## Your assignment
Where the word "impl" occurs in a line of the listing, please copy the line.

(Beginning of Dataset)

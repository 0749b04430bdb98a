//! Audio Buffer Types
//!
//! Two buffer shapes flow through the pipeline:
//! - [`RawAudioBuffer`]: decoder output, one `Vec<f32>` per channel
//! - [`MonoBuffer`]: single channel, owned by exactly one stage at a time

use serde::{Deserialize, Serialize};

use crate::error::{Result, VoicePrepError};

// ============================================================================
// Constants
// ============================================================================

/// Default sample rate of the decoding context (44.1kHz)
pub const DEFAULT_SAMPLE_RATE: u32 = 44100;

/// Lowest sample rate accepted from a decoded stream or a configuration
pub const MIN_SAMPLE_RATE: u32 = 8000;

/// Highest sample rate accepted from a decoded stream or a configuration
pub const MAX_SAMPLE_RATE: u32 = 192_000;

// ============================================================================
// Helper Functions
// ============================================================================

/// Convert decibels to linear amplitude
///
/// # Arguments
/// * `db` - Value in decibels
///
/// # Returns
/// Linear amplitude (0.0 to 1.0+ range)
#[inline]
pub fn db_to_linear(db: f32) -> f32 {
    10.0_f32.powf(db / 20.0)
}

/// Convert linear amplitude to decibels
///
/// Returns `-f32::INFINITY` for zero input.
#[inline]
pub fn linear_to_db(linear: f32) -> f32 {
    if linear <= 0.0 {
        f32::NEG_INFINITY
    } else {
        20.0 * linear.log10()
    }
}

/// Root mean square of a slice (linear). Zero for an empty slice.
pub fn rms(samples: &[f32]) -> f32 {
    if samples.is_empty() {
        return 0.0;
    }

    let sum_squares: f64 = samples.iter().map(|&s| (s as f64) * (s as f64)).sum();
    (sum_squares / samples.len() as f64).sqrt() as f32
}

/// Largest absolute sample value (linear). Zero for an empty slice.
pub fn peak(samples: &[f32]) -> f32 {
    samples.iter().map(|s| s.abs()).fold(0.0_f32, f32::max)
}

// ============================================================================
// Level Statistics
// ============================================================================

/// Loudness measurements of a mono buffer
///
/// Serializes with the derived dBFS levels alongside the linear ones; a
/// silent buffer has `null` dB levels.
#[derive(Debug, Clone, Copy, PartialEq, Serialize, Deserialize)]
#[serde(into = "LevelStatsRepr", from = "LevelStatsRepr")]
pub struct LevelStats {
    /// RMS level (linear)
    pub rms: f32,
    /// Peak level (linear)
    pub peak: f32,
}

impl LevelStats {
    /// Measure a slice of samples
    pub fn measure(samples: &[f32]) -> Self {
        Self {
            rms: rms(samples),
            peak: peak(samples),
        }
    }

    /// RMS level in dBFS
    pub fn rms_db(&self) -> f32 {
        linear_to_db(self.rms)
    }

    /// Peak level in dBFS
    pub fn peak_db(&self) -> f32 {
        linear_to_db(self.peak)
    }

    /// Peak-to-RMS ratio in dB. Infinite for silence.
    pub fn crest_factor_db(&self) -> f32 {
        if self.rms <= 0.0 {
            return f32::INFINITY;
        }
        linear_to_db(self.peak / self.rms)
    }
}

#[derive(Serialize, Deserialize)]
struct LevelStatsRepr {
    rms: f32,
    peak: f32,
    #[serde(default, skip_deserializing)]
    rms_db: Option<f32>,
    #[serde(default, skip_deserializing)]
    peak_db: Option<f32>,
}

impl From<LevelStats> for LevelStatsRepr {
    fn from(stats: LevelStats) -> Self {
        let finite = |db: f32| db.is_finite().then_some(db);
        Self {
            rms: stats.rms,
            peak: stats.peak,
            rms_db: finite(stats.rms_db()),
            peak_db: finite(stats.peak_db()),
        }
    }
}

impl From<LevelStatsRepr> for LevelStats {
    fn from(repr: LevelStatsRepr) -> Self {
        Self {
            rms: repr.rms,
            peak: repr.peak,
        }
    }
}

// ============================================================================
// Raw Audio Buffer
// ============================================================================

/// Multi-channel decoder output
///
/// Stores non-interleaved samples: outer Vec is channels, inner Vec is
/// samples. Consumed by the channel reducer.
#[derive(Debug, Clone, PartialEq)]
pub struct RawAudioBuffer {
    /// Sample data, one Vec per channel
    pub channels: Vec<Vec<f32>>,
    /// Sample rate in Hz
    pub sample_rate: u32,
}

impl RawAudioBuffer {
    /// Create a buffer from per-channel data
    ///
    /// All channels must have the same length.
    pub fn new(channels: Vec<Vec<f32>>, sample_rate: u32) -> Result<Self> {
        if sample_rate == 0 {
            return Err(VoicePrepError::invalid_param("sample_rate", 0, "> 0 Hz"));
        }
        if let Some(first) = channels.first() {
            let expected = first.len();
            if let Some(bad) = channels.iter().position(|ch| ch.len() != expected) {
                return Err(VoicePrepError::Decode {
                    reason: format!(
                        "channel {} has {} samples, expected {}",
                        bad,
                        channels[bad].len(),
                        expected
                    ),
                    source: None,
                });
            }
        }
        Ok(Self {
            channels,
            sample_rate,
        })
    }

    /// Create a buffer from interleaved data (L, R, L, R, ... for stereo)
    ///
    /// A trailing partial frame is dropped.
    pub fn from_interleaved(
        interleaved: &[f32],
        num_channels: usize,
        sample_rate: u32,
    ) -> Result<Self> {
        if num_channels == 0 {
            return Err(VoicePrepError::invalid_param("channels", 0, ">= 1"));
        }

        let frames = interleaved.len() / num_channels;
        let mut channels = vec![Vec::with_capacity(frames); num_channels];
        for frame in interleaved.chunks_exact(num_channels) {
            for (ch, &sample) in frame.iter().enumerate() {
                channels[ch].push(sample);
            }
        }

        Self::new(channels, sample_rate)
    }

    /// Number of channels
    #[inline]
    pub fn num_channels(&self) -> usize {
        self.channels.len()
    }

    /// Number of samples per channel
    #[inline]
    pub fn len(&self) -> usize {
        self.channels.first().map(|ch| ch.len()).unwrap_or(0)
    }

    /// Check if the buffer holds no samples
    #[inline]
    pub fn is_empty(&self) -> bool {
        self.len() == 0
    }

    /// Duration in seconds
    #[inline]
    pub fn duration_secs(&self) -> f64 {
        self.len() as f64 / self.sample_rate as f64
    }
}

// ============================================================================
// Mono Buffer
// ============================================================================

/// Single-channel sample buffer passed between processing stages
///
/// Samples are expected in [-1, 1]. Stages take the buffer by value, so a
/// stage's output always supersedes its input.
#[derive(Debug, Clone, PartialEq)]
pub struct MonoBuffer {
    samples: Vec<f32>,
    sample_rate: u32,
}

impl MonoBuffer {
    /// Wrap owned samples at the given rate
    pub fn new(samples: Vec<f32>, sample_rate: u32) -> Self {
        Self {
            samples,
            sample_rate,
        }
    }

    /// Sample rate in Hz
    #[inline]
    pub fn sample_rate(&self) -> u32 {
        self.sample_rate
    }

    /// Number of samples
    #[inline]
    pub fn len(&self) -> usize {
        self.samples.len()
    }

    /// Check if the buffer holds no samples
    #[inline]
    pub fn is_empty(&self) -> bool {
        self.samples.is_empty()
    }

    /// Duration in seconds
    #[inline]
    pub fn duration_secs(&self) -> f64 {
        if self.sample_rate == 0 {
            return 0.0;
        }
        self.samples.len() as f64 / self.sample_rate as f64
    }

    /// Read-only view of the samples
    #[inline]
    pub fn samples(&self) -> &[f32] {
        &self.samples
    }

    /// Mutable view of the samples
    #[inline]
    pub fn samples_mut(&mut self) -> &mut [f32] {
        &mut self.samples
    }

    /// Take the samples out of the buffer
    pub fn into_samples(self) -> Vec<f32> {
        self.samples
    }

    /// Keep only `range`, dropping everything outside it in place
    pub(crate) fn retain_range(&mut self, start: usize, end: usize) {
        self.samples.truncate(end);
        self.samples.drain(..start);
    }

    /// Measure RMS and peak
    pub fn stats(&self) -> LevelStats {
        LevelStats::measure(&self.samples)
    }

    /// Check that every sample is finite (no NaN/Inf)
    pub fn is_finite(&self) -> bool {
        self.samples.iter().all(|s| s.is_finite())
    }
}

// ============================================================================
// Tests
// ============================================================================

#[cfg(test)]
mod tests {
    use super::*;
    use approx::assert_abs_diff_eq;

    #[test]
    fn test_db_to_linear() {
        assert_abs_diff_eq!(db_to_linear(0.0), 1.0, epsilon = 1e-6);
        assert_abs_diff_eq!(db_to_linear(-6.0), 0.501187, epsilon = 1e-4);
        assert_abs_diff_eq!(db_to_linear(-18.0), 0.125893, epsilon = 1e-4);
        assert_abs_diff_eq!(db_to_linear(-3.0), 0.707946, epsilon = 1e-4);
    }

    #[test]
    fn test_linear_to_db() {
        assert_abs_diff_eq!(linear_to_db(1.0), 0.0, epsilon = 1e-6);
        assert_abs_diff_eq!(linear_to_db(0.5), -6.0206, epsilon = 1e-3);
        assert_eq!(linear_to_db(0.0), f32::NEG_INFINITY);
    }

    #[test]
    fn test_rms_and_peak() {
        assert_eq!(rms(&[]), 0.0);
        assert_eq!(peak(&[]), 0.0);
        assert_abs_diff_eq!(rms(&[0.5, -0.5, 0.5, -0.5]), 0.5, epsilon = 1e-6);
        assert_abs_diff_eq!(peak(&[0.1, -0.9, 0.3]), 0.9, epsilon = 1e-6);
    }

    #[test]
    fn test_sine_rms() {
        let samples: Vec<f32> = (0..48000)
            .map(|i| (2.0 * std::f32::consts::PI * 440.0 * i as f32 / 48000.0).sin())
            .collect();
        let stats = LevelStats::measure(&samples);
        assert_abs_diff_eq!(stats.rms, std::f32::consts::FRAC_1_SQRT_2, epsilon = 1e-3);
        assert_abs_diff_eq!(stats.crest_factor_db(), 3.01, epsilon = 0.05);
    }

    #[test]
    fn test_level_stats_json_carries_db() {
        let stats = LevelStats { rms: 0.1, peak: 0.5 };
        let json = serde_json::to_value(stats).unwrap();

        assert_abs_diff_eq!(json["rms_db"].as_f64().unwrap(), -20.0, epsilon = 1e-4);
        assert_abs_diff_eq!(json["peak_db"].as_f64().unwrap(), -6.0206, epsilon = 1e-3);
        assert_eq!(serde_json::from_value::<LevelStats>(json).unwrap(), stats);
    }

    #[test]
    fn test_silent_level_stats_json_has_null_db() {
        let json = serde_json::to_value(LevelStats { rms: 0.0, peak: 0.0 }).unwrap();

        assert!(json["rms_db"].is_null());
        assert!(json["peak_db"].is_null());
        assert!(serde_json::from_value::<LevelStats>(json).is_ok());
    }

    #[test]
    fn test_raw_from_interleaved() {
        let raw =
            RawAudioBuffer::from_interleaved(&[1.0, 5.0, 2.0, 6.0, 3.0, 7.0], 2, 44100).unwrap();
        assert_eq!(raw.num_channels(), 2);
        assert_eq!(raw.len(), 3);
        assert_eq!(raw.channels[0], vec![1.0, 2.0, 3.0]);
        assert_eq!(raw.channels[1], vec![5.0, 6.0, 7.0]);
    }

    #[test]
    fn test_raw_rejects_ragged_channels() {
        let result = RawAudioBuffer::new(vec![vec![0.0; 4], vec![0.0; 3]], 44100);
        assert!(result.is_err());
    }

    #[test]
    fn test_raw_duration() {
        let raw = RawAudioBuffer::new(vec![vec![0.0; 22050]], 44100).unwrap();
        assert_abs_diff_eq!(raw.duration_secs(), 0.5, epsilon = 1e-9);
    }

    #[test]
    fn test_mono_retain_range() {
        let mut buffer = MonoBuffer::new(vec![0.0, 1.0, 2.0, 3.0, 4.0, 5.0], 10);
        buffer.retain_range(1, 4);
        assert_eq!(buffer.samples(), &[1.0, 2.0, 3.0]);
    }

    #[test]
    fn test_mono_is_finite() {
        let buffer = MonoBuffer::new(vec![0.0, f32::NAN], 10);
        assert!(!buffer.is_finite());
    }
}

(End of Dataset)

## Answer for the task
impl LevelStats {
impl From<LevelStats> for LevelStatsRepr {
impl From<LevelStatsRepr> for LevelStats {
impl RawAudioBuffer {
impl MonoBuffer {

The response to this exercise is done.